MIT developed sensors that can be woven into shirts to monitor vital signs

Researchers at MIT have developed a way to integrate electronic sensors into stretchy fabrics. The breakthrough allows them to create shirts or other garments that could be used to monitor vital signs like temperature, respiratory rate, and heart rate. The sensor-laden garments are machine washable and can be customized to fit close to the body of the person wearing them.The team thinks that this type of sensing garment can be used for monitoring people that are sick both at home and in the hospital. The sensor-laden clothes could also be used to monitor athletes or astronauts. The scientists at MIT say that they could have any commercially available electronic parts or custom lab-made electronics embedded inside the textiles. The garments would be comfortable to wear every day, according to the team.

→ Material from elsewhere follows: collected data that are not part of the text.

use crate::{
    bucket::bucket_start,
    candle::{Candle, StreamKey},
    error::StreamError,
};
use chrono::{DateTime, Utc};
use itertools::Itertools;

/// Check that backfilled candles continue a stream exactly one interval after `anchor` and
/// reach the last bucket closed as of `now`.
///
/// Candles whose bucket has not closed yet are dropped, the live feed owns the open candle.
/// Without an anchor the first-candle alignment is not checked and an empty response is
/// accepted. Returns the closed candles, marked closed, in `open_time` order.
pub fn validate_backfill(
    key: &StreamKey,
    anchor: Option<DateTime<Utc>>,
    candles: Vec<Candle>,
    now: DateTime<Utc>,
) -> Result<Vec<Candle>, StreamError> {
    let interval = key.interval.duration();
    let mismatch = |reason: String| StreamError::BackfillMismatch {
        key: key.clone(),
        reason,
    };

    let closed = candles
        .into_iter()
        .filter(|candle| candle.open_time + interval <= now)
        .map(|mut candle| {
            candle.is_closed = true;
            candle
        })
        .collect::<Vec<_>>();

    for candle in &closed {
        if candle.symbol != key.symbol || candle.interval != key.interval {
            return Err(mismatch(format!(
                "candle {} belongs to {}",
                candle.open_time,
                candle.key()
            )));
        }
        if bucket_start(candle.open_time, interval)? != candle.open_time
            || candle.close_time != candle.open_time + interval
        {
            return Err(mismatch(format!(
                "candle {} is not aligned to {}",
                candle.open_time, key.interval
            )));
        }
    }

    if let (Some(anchor), Some(first)) = (anchor, closed.first()) {
        let expected = anchor + interval;
        if first.open_time > expected {
            return Err(StreamError::BackfillGap {
                key: key.clone(),
                expected,
                found: Some(first.open_time),
            });
        }
        if first.open_time < expected {
            return Err(mismatch(format!(
                "first candle {} overlaps anchor {}",
                first.open_time, anchor
            )));
        }
    }

    for (previous, next) in closed.iter().tuple_windows() {
        let expected = previous.open_time + interval;
        if next.open_time > expected {
            return Err(StreamError::BackfillGap {
                key: key.clone(),
                expected,
                found: Some(next.open_time),
            });
        }
        if next.open_time < expected {
            return Err(mismatch(format!(
                "candle {} follows {} by less than one interval",
                next.open_time, previous.open_time
            )));
        }
    }

    let last_closed = bucket_start(now, interval)? - interval;
    let expected_next = match (closed.last(), anchor) {
        (Some(last), _) => Some(last.open_time + interval),
        (None, Some(anchor)) => Some(anchor + interval),
        (None, None) => None,
    };
    if let Some(expected) = expected_next.filter(|expected| *expected <= last_closed) {
        return Err(StreamError::BackfillGap {
            key: key.clone(),
            expected,
            found: None,
        });
    }

    Ok(closed)
}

The researchers set out to create garments similar to the clothes we usually wear that stretchy fabric with removable electronic sensors are incorporated into. The team says that in its case, the textile is not electrically functional. The garment is a passive element so that they can wear the sensors comfortably and conformably during daily activities.

The main goal of the research team was to measure the physical activity of the body in terms of temperature, respiration, acceleration, often the same body part without requiring any fixture or any tape. The sensors themselves are long, and flexible strips are encased in epoxy and then woven into narrow channels in the fabric. The channels have small openings that allow the sensors to be exposed to the skin.

For the study, the researchers designed a prototype with 30 temperature sensors and an accelerometer that can measure the wearer's movement, heart rate, and breathing rate. The garment is capable of transmitting the data collected wirelessly to a smartphone. The fabric used is a polyester blend with moisture-wicking properties and is similar to a compression shirt worn during exercise.